** Opening Material for this task block **

// SPDX-License-Identifier: BUSL-1.1
// Copyright (c) 2026 Alfred Jean LLC

//! Authentication-manager service: the bus-facing side of the subsystem.
//!
//! Serves `GetJwtToken` and `FetchJwtToken` on the well-known subjects and
//! publishes `JwtTokenStateChange` whenever a fetch lands a new token.
//! Fetch requests arriving while a cycle is running coalesce into it; the
//! signal that ends the cycle answers everyone.

use std::sync::atomic::{AtomicBool, Ordering};
use std::sync::Arc;

use futures_util::StreamExt;
use tokio::sync::RwLock;
use tokio_util::sync::CancellationToken;

use crate::bus::{
    subject, FetchReply, TokenPair, METHOD_FETCH_JWT_TOKEN, METHOD_GET_JWT_TOKEN,
    SIGNAL_JWT_TOKEN_STATE_CHANGE,
};
use crate::fetcher::{self, FetchConfig};
use crate::signer::Signer;

/// Token held by the manager plus the single-fetch latch.
pub struct ManagerState {
    current: RwLock<TokenPair>,
    fetch_in_flight: AtomicBool,
}

impl ManagerState {
    pub fn new() -> Arc<Self> {
        Arc::new(Self {
            current: RwLock::new(TokenPair::default()),
            fetch_in_flight: AtomicBool::new(false),
        })
    }

    /// Current pair; empty token when no authentication has succeeded yet.
    pub async fn current(&self) -> TokenPair {
        self.current.read().await.clone()
    }

    pub async fn store(&self, pair: TokenPair) {
        *self.current.write().await = pair;
    }

    /// Claim the fetch latch. Returns false when a cycle is already running.
    pub fn begin_fetch(&self) -> bool {
        self.fetch_in_flight
            .compare_exchange(false, true, Ordering::SeqCst, Ordering::SeqCst)
            .is_ok()
    }

    pub fn end_fetch(&self) {
        self.fetch_in_flight.store(false, Ordering::SeqCst);
    }
}

/// The manager service: owns the bus client, the HTTP client and the signer.
pub struct ManagerService {
    state: Arc<ManagerState>,
    bus: async_nats::Client,
    http: reqwest::Client,
    fetch: FetchConfig,
    signer: Arc<dyn Signer>,
}

impl ManagerService {
    pub fn new(
        bus: async_nats::Client,
        http: reqwest::Client,
        fetch: FetchConfig,
        signer: Arc<dyn Signer>,
    ) -> Arc<Self> {
        Arc::new(Self { state: ManagerState::new(), bus, http, fetch, signer })
    }

    /// Serve both methods until `shutdown` fires or the bus drops.
    pub async fn run(self: Arc<Self>, shutdown: CancellationToken) -> anyhow::Result<()> {
        let mut get_sub = self.bus.subscribe(subject(METHOD_GET_JWT_TOKEN)).await?;
        let mut fetch_sub = self.bus.subscribe(subject(METHOD_FETCH_JWT_TOKEN)).await?;
        tracing::info!(server = %self.fetch.server_url, "authentication manager serving");

        loop {
            tokio::select! {
                _ = shutdown.cancelled() => break,
                msg = get_sub.next() => {
                    let Some(msg) = msg else { break };
                    self.handle_get(msg).await;
                }
                msg = fetch_sub.next() => {
                    let Some(msg) = msg else { break };
                    self.handle_fetch(msg).await;
                }
            }
        }
        Ok(())
    }

    async fn handle_get(&self, msg: async_nats::Message) {
        let Some(reply) = msg.reply else {
            tracing::debug!("manager: GetJwtToken without reply subject");
            return;
        };
        let pair = self.state.current().await;
        match serde_json::to_vec(&pair) {
            Ok(bytes) => {
                if let Err(e) = self.bus.publish(reply, bytes.into()).await {
                    tracing::warn!(err = %e, "manager: GetJwtToken reply failed");
                }
            }
            Err(e) => tracing::warn!(err = %e, "manager: GetJwtToken encode failed"),
        }
    }

    /// Reply accepted and run (or join) the fetch cycle. A request landing
    /// while a cycle is running is answered by that cycle's signal.
    async fn handle_fetch(self: &Arc<Self>, msg: async_nats::Message) {
        if self.state.begin_fetch() {
            let service = Arc::clone(self);
            tokio::spawn(async move {
                service.run_fetch_cycle().await;
            });
        } else {
            tracing::debug!("manager: fetch already in flight, coalescing");
        }

        if let Some(reply) = msg.reply {
            match serde_json::to_vec(&FetchReply { accepted: true }) {
                Ok(bytes) => {
                    if let Err(e) = self.bus.publish(reply, bytes.into()).await {
                        tracing::warn!(err = %e, "manager: FetchJwtToken reply failed");
                    }
                }
                Err(e) => tracing::warn!(err = %e, "manager: FetchJwtToken encode failed"),
            }
        }
    }

    async fn run_fetch_cycle(self: Arc<Self>) {
        let result = fetcher::fetch_token(&self.http, &self.fetch, self.signer.as_ref()).await;

        match result {
            Ok(token) => {
                let pair = TokenPair { token, server_url: self.fetch.server_url.clone() };
                self.state.store(pair.clone()).await;
                self.publish_state_change(&pair).await;
                // Released only once the pair is readable; a trigger landing
                // earlier coalesces instead of refetching.
                self.state.end_fetch();
                tracing::info!(server = %self.fetch.server_url, "device authenticated");
            }
            Err(e) => {
                self.state.end_fetch();
                // No signal on failure; waiters run into their own timeout.
                tracing::warn!(err = %e, "manager: token fetch failed");
            }
        }
    }

    async fn publish_state_change(&self, pair: &TokenPair) {
        match serde_json::to_vec(pair) {
            Ok(bytes) => {
                if let Err(e) =
                    self.bus.publish(subject(SIGNAL_JWT_TOKEN_STATE_CHANGE), bytes.into()).await
                {
                    tracing::warn!(err = %e, "manager: state-change signal failed");
                }
            }
            Err(e) => tracing::warn!(err = %e, "manager: state-change encode failed"),
        }
    }
}

#[cfg(test)]
mod tests {
    use super::*;

    #[tokio::test]
    async fn state_starts_empty_and_stores_pairs() {
        let state = ManagerState::new();
        assert!(state.current().await.token.is_empty());

        let pair =
            TokenPair { token: "FOOBARJWTTOKEN".into(), server_url: "https://some.server".into() };
        state.store(pair.clone()).await;
        assert_eq!(state.current().await, pair);
    }

    #[test]
    fn fetch_latch_admits_one_cycle() {
        let state = ManagerState::new();
        assert!(state.begin_fetch());
        assert!(!state.begin_fetch());
        state.end_fetch();
        assert!(state.begin_fetch());
    }

    #[tokio::test]
    async fn latch_stays_claimed_until_pair_is_stored() {
        let state = ManagerState::new();
        let pair =
            TokenPair { token: "FOOBARJWTTOKEN".into(), server_url: "https://some.server".into() };

        assert!(state.begin_fetch());
        assert!(!state.begin_fetch(), "trigger during the cycle coalesces");

        state.store(pair.clone()).await;
        state.end_fetch();

        // The next trigger to win the latch already sees the fresh token.
        assert!(state.begin_fetch());
        assert_eq!(state.current().await, pair);
    }
}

** Closing Material for this task block **

Your goal: Only the lines from the one with "during the cycle" through the last line of the records belong in the answer, each copied exactly.

Task answer:
        assert!(!state.begin_fetch(), "trigger during the cycle coalesces");

        state.store(pair.clone()).await;
        state.end_fetch();

        // The next trigger to win the latch already sees the fresh token.
        assert!(state.begin_fetch());
        assert_eq!(state.current().await, pair);
    }
}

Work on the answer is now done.